■ **Task prompt**: Where does the word "Option" occur in the material? Copy each line that has it.

■ **Provided records**:
┏━━

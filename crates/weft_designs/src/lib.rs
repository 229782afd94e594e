//! Reference designs for the Weft toolchain.
//!
//! Each design is a [`Library`] plus the name of its root module, listed in
//! the [`catalog`] under the name project files use in `system.design`.

#![warn(missing_docs)]

pub mod esi_ram;

use std::path::Path;
use weft_build::{BuildError, Library, System};
use weft_config::{Arbitration, BackendPreset};

/// A catalog entry.
#[derive(Debug, Clone, Copy)]
pub struct DesignEntry {
    /// Catalog name.
    pub name: &'static str,
    /// Root module.
    pub top: &'static str,
    /// One-line summary.
    pub description: &'static str,
    build: fn() -> Result<Library, BuildError>,
}

impl DesignEntry {
    /// Builds the design's library.
    pub fn library(&self) -> Result<Library, BuildError> {
        (self.build)()
    }

    /// Creates a system for this design.
    pub fn system(
        &self,
        name: &str,
        preset: BackendPreset,
        arbitration: Option<Arbitration>,
        output_dir: &Path,
    ) -> Result<System, BuildError> {
        Ok(
            System::new(name, self.library()?, self.top, preset, output_dir)
                .with_arbitration(arbitration),
        )
    }
}

static CATALOG: &[DesignEntry] = &[
    DesignEntry {
        name: "esi_ram",
        top: esi_ram::TOP,
        description: "8x64-bit RAM with a word-copying writer and host pass-through",
        build: esi_ram::library,
    },
    DesignEntry {
        name: "esi_ram_host",
        top: esi_ram::TOP,
        description: "esi_ram with host pass-through required on every backend",
        build: forced_host,
    },
];

fn forced_host() -> Result<Library, BuildError> {
    esi_ram::library_with(esi_ram::HostPassThrough::Always)
}

/// Returns every design.
pub fn catalog() -> &'static [DesignEntry] {
    CATALOG
}

/// Looks a design up by name.
pub fn find(name: &str) -> Option<&'static DesignEntry> {
    CATALOG.iter().find(|d| d.name == name)
}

┗━━

■ **Result of the task**:
        arbitration: Option<Arbitration>,
pub fn find(name: &str) -> Option<&'static DesignEntry> {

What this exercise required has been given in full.